◆ WHAT YOU ARE ASKED TO DO ◆
Reproduce the line containing "a controlling frontend." and every line after it through the end of the records. Include nothing else.

◆ DATA EXCERPTS ◆
════
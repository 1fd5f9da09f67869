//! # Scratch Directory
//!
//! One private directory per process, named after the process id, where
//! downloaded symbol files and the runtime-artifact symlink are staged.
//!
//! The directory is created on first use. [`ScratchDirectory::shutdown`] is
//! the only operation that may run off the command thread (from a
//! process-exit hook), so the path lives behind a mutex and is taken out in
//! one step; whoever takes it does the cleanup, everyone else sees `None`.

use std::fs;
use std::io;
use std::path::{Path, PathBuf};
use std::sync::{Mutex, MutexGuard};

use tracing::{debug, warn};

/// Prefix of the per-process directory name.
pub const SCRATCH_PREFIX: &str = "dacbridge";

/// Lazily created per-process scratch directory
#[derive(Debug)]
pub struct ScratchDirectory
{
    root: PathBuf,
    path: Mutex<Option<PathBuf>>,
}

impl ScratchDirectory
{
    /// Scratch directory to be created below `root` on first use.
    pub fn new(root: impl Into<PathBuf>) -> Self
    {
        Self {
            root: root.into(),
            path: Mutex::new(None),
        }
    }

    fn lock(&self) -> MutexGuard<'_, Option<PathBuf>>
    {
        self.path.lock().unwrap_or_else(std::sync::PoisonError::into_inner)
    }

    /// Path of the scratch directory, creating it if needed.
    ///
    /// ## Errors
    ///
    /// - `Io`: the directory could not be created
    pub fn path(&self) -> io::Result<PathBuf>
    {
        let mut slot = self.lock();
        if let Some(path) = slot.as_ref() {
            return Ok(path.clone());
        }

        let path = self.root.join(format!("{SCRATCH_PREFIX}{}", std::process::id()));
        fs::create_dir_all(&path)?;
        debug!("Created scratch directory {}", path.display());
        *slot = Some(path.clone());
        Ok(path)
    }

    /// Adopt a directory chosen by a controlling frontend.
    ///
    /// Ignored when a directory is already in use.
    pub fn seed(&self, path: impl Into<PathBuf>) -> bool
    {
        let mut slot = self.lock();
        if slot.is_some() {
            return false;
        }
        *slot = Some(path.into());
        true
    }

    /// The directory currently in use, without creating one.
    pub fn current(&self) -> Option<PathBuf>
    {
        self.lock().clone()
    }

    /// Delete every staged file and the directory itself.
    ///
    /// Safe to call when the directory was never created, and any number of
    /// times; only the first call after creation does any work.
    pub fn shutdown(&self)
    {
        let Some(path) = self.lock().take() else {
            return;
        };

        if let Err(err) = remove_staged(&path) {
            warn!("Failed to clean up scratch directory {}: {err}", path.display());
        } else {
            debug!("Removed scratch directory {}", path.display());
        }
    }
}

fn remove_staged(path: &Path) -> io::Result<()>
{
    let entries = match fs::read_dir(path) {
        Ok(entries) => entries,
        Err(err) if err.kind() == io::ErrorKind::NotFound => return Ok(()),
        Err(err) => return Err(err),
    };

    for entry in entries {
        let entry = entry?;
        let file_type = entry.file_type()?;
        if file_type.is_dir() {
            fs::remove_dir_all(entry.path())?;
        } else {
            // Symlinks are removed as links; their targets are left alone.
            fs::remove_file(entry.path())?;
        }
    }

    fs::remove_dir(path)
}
════
◆ SOLVED PROBLEM ◆
    /// Adopt a directory chosen by a controlling frontend.
    ///
    /// Ignored when a directory is already in use.
    pub fn seed(&self, path: impl Into<PathBuf>) -> bool
    {
        let mut slot = self.lock();
        if slot.is_some() {
            return false;
        }
        *slot = Some(path.into());
        true
    }

    /// The directory currently in use, without creating one.
    pub fn current(&self) -> Option<PathBuf>
    {
        self.lock().clone()
    }

    /// Delete every staged file and the directory itself.
    ///
    /// Safe to call when the directory was never created, and any number of
    /// times; only the first call after creation does any work.
    pub fn shutdown(&self)
    {
        let Some(path) = self.lock().take() else {
            return;
        };

        if let Err(err) = remove_staged(&path) {
            warn!("Failed to clean up scratch directory {}: {err}", path.display());
        } else {
            debug!("Removed scratch directory {}", path.display());
        }
    }
}

fn remove_staged(path: &Path) -> io::Result<()>
{
    let entries = match fs::read_dir(path) {
        Ok(entries) => entries,
        Err(err) if err.kind() == io::ErrorKind::NotFound => return Ok(()),
        Err(err) => return Err(err),
    };

    for entry in entries {
        let entry = entry?;
        let file_type = entry.file_type()?;
        if file_type.is_dir() {
            fs::remove_dir_all(entry.path())?;
        } else {
            // Symlinks are removed as links; their targets are left alone.
            fs::remove_file(entry.path())?;
        }
    }

    fs::remove_dir(path)
}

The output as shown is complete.